Discovery of a New Efficient Chiral Ligand for Copper‐Catalyzed Enantioselective Michael Additions by High‐Throughput Screening of a Parallel Library

A combinatorial library of 125 chiral Schiff base ligands 5 was synthesized with the use of solution‐phase parallel synthesis and solid‐phase extraction (SPE) techniques to scavenge excess reagents and reaction by‐products and avoid chromatography. The synthetic methodology coupled five N ‐Boc‐protected β ‐amino sulfonyl chlorides 1 a – e with five different amines 2 f – j to give 25 N ‐Boc sulfonamides 3 , which were in turn deprotected and coupled with five salicylaldehydes 4 p – t to give 125 ligands 5 in good yields and of sufficient purity to be used in ligand‐catalyzed reactions.

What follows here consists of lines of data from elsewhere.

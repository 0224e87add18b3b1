//! Thread-safe metrics collection for the publish path
//!
//! Atomic counters per publish outcome, drain results and connection events,
//! plus a bounded window of drain durations for latency percentiles. One
//! collector is shared (via `Arc`) by the publisher, the link manager and the
//! health server.

use serde::Serialize;
use std::sync::atomic::{AtomicBool, AtomicU64, Ordering};
use std::sync::Mutex;
use std::time::{Duration, SystemTime, UNIX_EPOCH};

const MAX_DRAIN_SAMPLES: usize = 1000;

/// Thread-safe metrics collector using atomics and mutexes
pub struct MetricsCollector {
    // Publish outcomes
    messages_sent: AtomicU64,
    messages_enqueued: AtomicU64,
    messages_dropped: AtomicU64,
    messages_discarded: AtomicU64,
    messages_received: AtomicU64,

    // Outbox
    drains_completed: AtomicU64,
    drains_interrupted: AtomicU64,
    drained_messages: AtomicU64,
    outbox_depth: AtomicU64,
    outbox_high_water_mark: AtomicU64,
    drain_times: Mutex<Vec<u64>>, // milliseconds

    // Connection
    connected: AtomicBool,
    connection_attempts: AtomicU64,
    connections_established: AtomicU64,
    connection_failures: AtomicU64,
    disconnects: AtomicU64,
    reconnect_attempts: AtomicU64,
    connection_start_time: AtomicU64,

    uptime_start: AtomicU64,
}

impl MetricsCollector {
    pub fn new() -> Self {
        Self {
            messages_sent: AtomicU64::new(0),
            messages_enqueued: AtomicU64::new(0),
            messages_dropped: AtomicU64::new(0),
            messages_discarded: AtomicU64::new(0),
            messages_received: AtomicU64::new(0),
            drains_completed: AtomicU64::new(0),
            drains_interrupted: AtomicU64::new(0),
            drained_messages: AtomicU64::new(0),
            outbox_depth: AtomicU64::new(0),
            outbox_high_water_mark: AtomicU64::new(0),
            drain_times: Mutex::new(Vec::new()),
            connected: AtomicBool::new(false),
            connection_attempts: AtomicU64::new(0),
            connections_established: AtomicU64::new(0),
            connection_failures: AtomicU64::new(0),
            disconnects: AtomicU64::new(0),
            reconnect_attempts: AtomicU64::new(0),
            connection_start_time: AtomicU64::new(0),
            uptime_start: AtomicU64::new(current_timestamp()),
        }
    }

    // Publish outcomes
    pub fn message_sent(&self) {
        self.messages_sent.fetch_add(1, Ordering::Relaxed);
    }

    pub fn message_enqueued(&self) {
        self.messages_enqueued.fetch_add(1, Ordering::Relaxed);
    }

    pub fn message_dropped(&self) {
        self.messages_dropped.fetch_add(1, Ordering::Relaxed);
    }

    pub fn message_discarded(&self) {
        self.messages_discarded.fetch_add(1, Ordering::Relaxed);
    }

    pub fn message_received(&self) {
        self.messages_received.fetch_add(1, Ordering::Relaxed);
    }

    // Outbox metrics
    pub fn outbox_depth_changed(&self, depth: usize) {
        let depth = depth as u64;
        self.outbox_depth.store(depth, Ordering::Relaxed);
        self.outbox_high_water_mark
            .fetch_max(depth, Ordering::Relaxed);
    }

    /// Record one drain pass; `sent` counts messages delivered from the outbox
    pub fn drain_finished(&self, emptied: bool, sent: usize, duration: Duration) {
        if emptied {
            self.drains_completed.fetch_add(1, Ordering::Relaxed);
        } else {
            self.drains_interrupted.fetch_add(1, Ordering::Relaxed);
        }
        self.drained_messages
            .fetch_add(sent as u64, Ordering::Relaxed);
        self.record_drain_time(duration);
    }

    fn record_drain_time(&self, duration: Duration) {
        if let Ok(mut times) = self.drain_times.lock() {
            times.push(duration.as_millis() as u64);

            // Limit to the most recent samples
            if times.len() > MAX_DRAIN_SAMPLES {
                times.remove(0);
            }
        }
    }

    // Connection metrics
    pub fn connection_attempt(&self) {
        self.connection_attempts.fetch_add(1, Ordering::Relaxed);
    }

    pub fn connection_established(&self) {
        self.connections_established.fetch_add(1, Ordering::Relaxed);
        self.connected.store(true, Ordering::Relaxed);
        self.connection_start_time
            .store(current_timestamp(), Ordering::Relaxed);
    }

    pub fn connection_failed(&self) {
        self.connection_failures.fetch_add(1, Ordering::Relaxed);
        self.connected.store(false, Ordering::Relaxed);
        self.connection_start_time.store(0, Ordering::Relaxed);
    }

    pub fn connection_lost(&self) {
        self.disconnects.fetch_add(1, Ordering::Relaxed);
        self.connected.store(false, Ordering::Relaxed);
        self.connection_start_time.store(0, Ordering::Relaxed);
    }

    pub fn reconnect_attempt(&self) {
        self.reconnect_attempts.fetch_add(1, Ordering::Relaxed);
    }

    pub fn is_connected(&self) -> bool {
        self.connected.load(Ordering::Relaxed)
    }

    /// Calculate drain duration statistics (pure function over a sample copy)
    fn calculate_drain_time_statistics(&self) -> (f64, f64, f64) {
        let mut times = match self.drain_times.lock() {
            Ok(times) => times.clone(),
            Err(_) => return (0.0, 0.0, 0.0),
        };
        if times.is_empty() {
            return (0.0, 0.0, 0.0);
        }

        times.sort_unstable();
        let avg = times.iter().sum::<u64>() as f64 / times.len() as f64;
        (avg, percentile(&times, 50.0), percentile(&times, 95.0))
    }

    fn calculate_connection_duration(&self, now: u64) -> u64 {
        if !self.connected.load(Ordering::Relaxed) {
            return 0;
        }
        let start = self.connection_start_time.load(Ordering::Relaxed);
        if start > 0 {
            now.saturating_sub(start)
        } else {
            0
        }
    }

    /// Get complete metrics snapshot
    pub fn get_metrics(&self) -> MetricsSnapshot {
        let now = current_timestamp();
        let (avg_drain_time_ms, drain_time_p50_ms, drain_time_p95_ms) =
            self.calculate_drain_time_statistics();

        MetricsSnapshot {
            publish: PublishMetrics {
                sent: self.messages_sent.load(Ordering::Relaxed),
                enqueued: self.messages_enqueued.load(Ordering::Relaxed),
                dropped: self.messages_dropped.load(Ordering::Relaxed),
                discarded: self.messages_discarded.load(Ordering::Relaxed),
                received: self.messages_received.load(Ordering::Relaxed),
            },
            outbox: OutboxMetrics {
                depth: self.outbox_depth.load(Ordering::Relaxed),
                high_water_mark: self.outbox_high_water_mark.load(Ordering::Relaxed),
                drains_completed: self.drains_completed.load(Ordering::Relaxed),
                drains_interrupted: self.drains_interrupted.load(Ordering::Relaxed),
                drained_messages: self.drained_messages.load(Ordering::Relaxed),
                avg_drain_time_ms,
                drain_time_p50_ms,
                drain_time_p95_ms,
            },
            connection: ConnectionMetrics {
                connected: self.connected.load(Ordering::Relaxed),
                connection_attempts: self.connection_attempts.load(Ordering::Relaxed),
                connections_established: self.connections_established.load(Ordering::Relaxed),
                connection_failures: self.connection_failures.load(Ordering::Relaxed),
                disconnects: self.disconnects.load(Ordering::Relaxed),
                reconnect_attempts: self.reconnect_attempts.load(Ordering::Relaxed),
                connection_duration_seconds: self.calculate_connection_duration(now),
            },
            uptime_seconds: now.saturating_sub(self.uptime_start.load(Ordering::Relaxed)),
            timestamp: now,
        }
    }
}

impl Default for MetricsCollector {
    fn default() -> Self {
        Self::new()
    }
}

#[derive(Debug, Clone, Serialize)]
pub struct MetricsSnapshot {
    pub publish: PublishMetrics,
    pub outbox: OutboxMetrics,
    pub connection: ConnectionMetrics,
    pub uptime_seconds: u64,
    pub timestamp: u64,
}

#[derive(Debug, Clone, Serialize)]
pub struct PublishMetrics {
    pub sent: u64,
    pub enqueued: u64,
    pub dropped: u64,
    pub discarded: u64,
    pub received: u64,
}

#[derive(Debug, Clone, Serialize)]
pub struct OutboxMetrics {
    pub depth: u64,
    pub high_water_mark: u64,
    pub drains_completed: u64,
    pub drains_interrupted: u64,
    pub drained_messages: u64,
    pub avg_drain_time_ms: f64,
    pub drain_time_p50_ms: f64,
    pub drain_time_p95_ms: f64,
}

#[derive(Debug, Clone, Serialize)]
pub struct ConnectionMetrics {
    pub connected: bool,
    pub connection_attempts: u64,
    pub connections_established: u64,
    pub connection_failures: u64,
    pub disconnects: u64,
    pub reconnect_attempts: u64,
    pub connection_duration_seconds: u64,
}

// Helper functions
fn current_timestamp() -> u64 {
    SystemTime::now()
        .duration_since(UNIX_EPOCH)
        .unwrap_or_default()
        .as_secs()
}

fn percentile(sorted_data: &[u64], percentile: f64) -> f64 {
    if sorted_data.is_empty() {
        return 0.0;
    }

    let len = sorted_data.len();
    let index = (percentile / 100.0) * (len - 1) as f64;

    if index.fract() == 0.0 {
        sorted_data[index as usize] as f64
    } else {
        let lower_index = index.floor() as usize;
        let upper_index = index.ceil() as usize;
        let lower_value = sorted_data[lower_index] as f64;
        let upper_value = sorted_data[upper_index] as f64;

        lower_value + (upper_value - lower_value) * index.fract()
    }
}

These ligands were tested in the copper‐catalyzed conjugate addition of dialkyl zinc to cyclic and acyclic enones. A multisubstrate high‐throughput screening of the library was performed with an equimolar mixture of 2‐cyclohexenone and 2‐cycloheptenone ( 9 and 10 , respectively, 0.2 mmol total), with 5.5 mol % ligand 5 (0.011 mmol) and 5 mol % Cu(OTf) 2 (OTf= OSO 2 CF 3 ) (0.010 mmol) in 1:1 toluene/hexane at −20 °C. From the screening of the library, 5 bhr was identified as the best ligand, which yielded 3‐ethylcyclohexanone ( 12 ) and 3‐ethylcycloheptanone ( 13 ) in 82 % and 81 % ee , respectively, and complete conversions. Under optimized conditions (2.75 mol % 5 bhr , 2.5 mol % copper( I ) triflate, toluene as reaction solvent), improved results were obtained for 12 (90 % ee , 93 % yield) and for 13 (91 % ee , 95 % yield). Selected ligands 5 were also tested in the addition of Me 2 Zn to 2‐cyclohexenone ( 9 , ee up to 79 %), of Et 2 Zn to 2‐cyclopentenone ( 11 , ee up to 80 %) and to acyclic enones 16 and 17 ( ee up to 50 %).